What to do
Restate word for word every line from the one containing "is permitted (matches" to the last line of the records below.

[Records from a data collection]
━━━━━━━━

//! `session` commands: counting and reaping.

use std::net::IpAddr;

use chrono::Utc;
use clap::{Args, Subcommand};
use indicatif::{ProgressBar, ProgressStyle};
use serde::Serialize;
use tokio_util::sync::CancellationToken;

use ipgate_auth::gate::lockout_warning;
use ipgate_auth::{ReapProgress, ReapReport, SessionReaper};
use ipgate_core::error::AppError;
use ipgate_core::traits::UserDirectory;

use super::Context;
use crate::output::{self, OutputFormat};

/// Shown when a reap is requested while the gate is off.
pub const ENFORCEMENT_DISABLED_MESSAGE: &str =
    "\"Check IP before logging in\" setting is disabled. Enable it first.";

/// Arguments for session commands
#[derive(Debug, Args)]
pub struct SessionArgs {
    /// Session subcommand
    #[command(subcommand)]
    pub command: SessionCommand,
}

/// Session subcommands
#[derive(Debug, Subcommand)]
pub enum SessionCommand {
    /// Count sessions active within the timeout window
    Count,
    /// Terminate every session whose address is outside the allow-list
    Reap {
        /// Username of the operator; their own sessions are kept
        #[arg(long = "as", value_name = "USERNAME")]
        actor: String,
        /// Operator's current address, checked for a lockout warning
        #[arg(long)]
        ip: Option<IpAddr>,
        /// Skip confirmation
        #[arg(long)]
        force: bool,
    },
}

#[derive(Serialize)]
struct CountOutput {
    active_sessions: u64,
}

/// Drives an indicatif bar from reap progress.
struct BarProgress(ProgressBar);

impl ReapProgress for BarProgress {
    fn started(&self, total: usize) {
        self.0.set_length(total as u64);
    }

    fn advanced(&self, processed: usize, removed: u32) {
        self.0.set_position(processed as u64);
        self.0.set_message(format!("{removed} removed"));
    }
}

/// Execute session commands
pub async fn execute(args: &SessionArgs, ctx: &Context) -> Result<(), AppError> {
    let reaper = SessionReaper::new(ctx.db.session_store(), &ctx.config.session);

    match &args.command {
        SessionCommand::Count => {
            let active_sessions = reaper.count_active(Utc::now()).await?;
            match ctx.format {
                OutputFormat::Json => output::print_json(&CountOutput { active_sessions }),
                OutputFormat::Table => println!("{active_sessions} active sessions"),
            }
            Ok(())
        }
        SessionCommand::Reap { actor, ip, force } => {
            reap(ctx, &reaper, actor, *ip, *force).await
        }
    }
}

async fn reap(
    ctx: &Context,
    reaper: &SessionReaper,
    actor: &str,
    operator_ip: Option<IpAddr>,
    force: bool,
) -> Result<(), AppError> {
    let settings = ctx.settings.current().await?;
    if !settings.check_before_login {
        return Err(AppError::validation(ENFORCEMENT_DISABLED_MESSAGE));
    }

    let user = ctx
        .db
        .user_directory()
        .find_user(actor)
        .await?
        .ok_or_else(|| AppError::not_found(format!("Unknown user '{actor}'")))?;

    if let Some(warning) = operator_ip.and_then(|addr| lockout_warning(&settings, addr)) {
        output::print_warning(&warning);
    }

    let now = Utc::now();
    let active = reaper.count_active(now).await?;
    let doomed = reaper.plan(&settings, user.id, now).await?;
    if doomed.is_empty() {
        output::print_success("No sessions outside the allow-list");
        return Ok(());
    }

    if !force {
        let confirm = dialoguer::Confirm::new()
            .with_prompt(format!(
                "Terminate {} of {} active sessions whose IP is not in the allow-list?",
                doomed.len(),
                active
            ))
            .default(false)
            .interact()
            .map_err(|e| AppError::internal(format!("Input error: {}", e)))?;

        if !confirm {
            println!("Cancelled.");
            return Ok(());
        }
    }

    let bar = match ctx.format {
        OutputFormat::Json => ProgressBar::hidden(),
        OutputFormat::Table => {
            let style = ProgressStyle::default_bar()
                .template("{bar:40.cyan/blue} {pos}/{len} {msg}")
                .map_err(|e| AppError::internal(format!("Invalid progress template: {}", e)))?;
            ProgressBar::new(0).with_style(style)
        }
    };

    let cancel = CancellationToken::new();
    let interrupt = {
        let cancel = cancel.clone();
        tokio::spawn(async move {
            if tokio::signal::ctrl_c().await.is_ok() {
                cancel.cancel();
            }
        })
    };

    let progress = BarProgress(bar);
    let result = reaper
        .reap(&settings, user.id, Utc::now(), &progress, &cancel)
        .await;
    interrupt.abort();
    progress.0.finish_and_clear();

    print_report(&result?, ctx.format);
    Ok(())
}

fn print_report(report: &ReapReport, format: OutputFormat) {
    if format == OutputFormat::Json {
        output::print_json(report);
        return;
    }

    output::print_success(&format!("Terminated {} sessions", report.removed));
    output::print_kv("Scanned", &report.scanned.to_string());
    output::print_kv("Kept (own)", &report.kept_own.to_string());
    output::print_kv("Kept (permitted)", &report.kept_permitted.to_string());
    output::print_kv("Already gone", &report.already_gone.to_string());
    output::print_kv("Failed", &report.failed.to_string());

    if report.failed > 0 {
        output::print_warning(&format!(
            "{} sessions could not be removed and are still active",
            report.failed
        ));
    }
    if report.cancelled {
        output::print_warning("Interrupted: remaining sessions were not examined");
    }
}
//! `allowlist` commands.

use std::net::IpAddr;
use std::path::PathBuf;

use clap::{Args, Subcommand};
use serde::Serialize;
use tabled::Tabled;

use ipgate_auth::allowlist::{AllowList, InvalidEntry, as_ipv4, validate};
use ipgate_core::error::AppError;

use super::Context;
use crate::output::{self, OutputFormat};

/// Arguments for allowlist commands
#[derive(Debug, Args)]
pub struct AllowlistArgs {
    /// Allowlist subcommand
    #[command(subcommand)]
    pub command: AllowlistCommand,
}

/// Allowlist subcommands
#[derive(Debug, Subcommand)]
pub enum AllowlistCommand {
    /// Print the stored entries
    Show,
    /// Replace the allow-list (rejected if any entry is malformed)
    Set {
        /// Entries: exact address, prefix, CIDR block, or last-octet range
        #[arg(required_unless_present = "file", conflicts_with = "file")]
        entries: Vec<String>,
        /// Read entries from a file, one per line
        #[arg(long)]
        file: Option<PathBuf>,
    },
    /// Test whether an address is permitted
    Check {
        /// Address to test
        ip: IpAddr,
    },
    /// Report stored entries that can never match
    Validate,
    /// Convert a legacy comma-separated list to one entry per line
    Upgrade,
}

#[derive(Serialize)]
struct ShowOutput<'a> {
    entries: Vec<&'a str>,
    check_before_login: bool,
}

#[derive(Serialize)]
struct CheckOutput {
    ip: IpAddr,
    permitted: bool,
    matched_entry: Option<String>,
}

#[derive(Serialize, Tabled)]
struct InvalidRow {
    /// Position
    position: usize,
    /// Entry
    entry: String,
    /// Problem
    reason: String,
}

impl From<InvalidEntry> for InvalidRow {
    fn from(e: InvalidEntry) -> Self {
        Self {
            position: e.position,
            entry: e.text,
            reason: e.reason,
        }
    }
}

/// Execute allowlist commands
pub async fn execute(args: &AllowlistArgs, ctx: &Context) -> Result<(), AppError> {
    match &args.command {
        AllowlistCommand::Show => {
            let settings = ctx.settings.current().await?;
            let entries: Vec<&str> = settings
                .valid_ips
                .lines()
                .map(str::trim)
                .filter(|l| !l.is_empty())
                .collect();

            match ctx.format {
                OutputFormat::Json => output::print_json(&ShowOutput {
                    entries,
                    check_before_login: settings.check_before_login,
                }),
                OutputFormat::Table => {
                    if entries.is_empty() {
                        println!("The allow-list is empty.");
                    }
                    for entry in entries {
                        println!("{entry}");
                    }
                }
            }
        }
        AllowlistCommand::Set { entries, file } => {
            let text = match file {
                Some(path) => tokio::fs::read_to_string(path).await.map_err(|e| {
                    AppError::validation(format!("Cannot read '{}': {}", path.display(), e))
                })?,
                None => entries.join("\n"),
            };

            let saved = ctx.settings.update_valid_ips(&text).await?;
            let count = saved.lines().count();
            match ctx.format {
                OutputFormat::Json => output::print_json(&saved.lines().collect::<Vec<_>>()),
                OutputFormat::Table => {
                    output::print_success(&format!("Saved {count} allow-list entries"))
                }
            }
        }
        AllowlistCommand::Check { ip } => {
            let settings = ctx.settings.current().await?;
            let list = AllowList::parse(&settings.valid_ips);
            let matched_entry = as_ipv4(*ip)
                .and_then(|v4| list.find_match(v4))
                .map(ToString::to_string);

            let result = CheckOutput {
                ip: *ip,
                permitted: matched_entry.is_some(),
                matched_entry,
            };
            match ctx.format {
                OutputFormat::Json => output::print_json(&result),
                OutputFormat::Table => match &result.matched_entry {
                    Some(entry) => println!("{ip} is permitted (matches '{entry}')"),
                    None => println!("{ip} is NOT permitted"),
                },
            }
        }
        AllowlistCommand::Validate => {
            let settings = ctx.settings.current().await?;
            let rows: Vec<InvalidRow> = validate(&settings.valid_ips)
                .into_iter()
                .map(InvalidRow::from)
                .collect();

            if rows.is_empty() {
                output::print_success("All allow-list entries are valid");
                return Ok(());
            }
            output::print_list(&rows, ctx.format);
            return Err(AppError::validation(format!(
                "{} invalid allow-list entries",
                rows.len()
            )));
        }
        AllowlistCommand::Upgrade => match ctx.settings.upgrade_legacy_list().await? {
            Some(upgraded) => output::print_success(&format!(
                "Upgraded allow-list to {} entries, one per line",
                upgraded.lines().count()
            )),
            None => println!("Allow-list is already in the current format."),
        },
    }

    Ok(())
}
//! Password verification backed by Argon2id hashes in the user store.

pub mod hasher;

pub use hasher::PasswordHasher;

━━━━━━━━

Result
                    Some(entry) => println!("{ip} is permitted (matches '{entry}')"),
                    None => println!("{ip} is NOT permitted"),
                },
            }
        }
        AllowlistCommand::Validate => {
            let settings = ctx.settings.current().await?;
            let rows: Vec<InvalidRow> = validate(&settings.valid_ips)
                .into_iter()
                .map(InvalidRow::from)
                .collect();

            if rows.is_empty() {
                output::print_success("All allow-list entries are valid");
                return Ok(());
            }
            output::print_list(&rows, ctx.format);
            return Err(AppError::validation(format!(
                "{} invalid allow-list entries",
                rows.len()
            )));
        }
        AllowlistCommand::Upgrade => match ctx.settings.upgrade_legacy_list().await? {
            Some(upgraded) => output::print_success(&format!(
                "Upgraded allow-list to {} entries, one per line",
                upgraded.lines().count()
            )),
            None => println!("Allow-list is already in the current format."),
        },
    }

    Ok(())
}
//! Password verification backed by Argon2id hashes in the user store.

pub mod hasher;

pub use hasher::PasswordHasher;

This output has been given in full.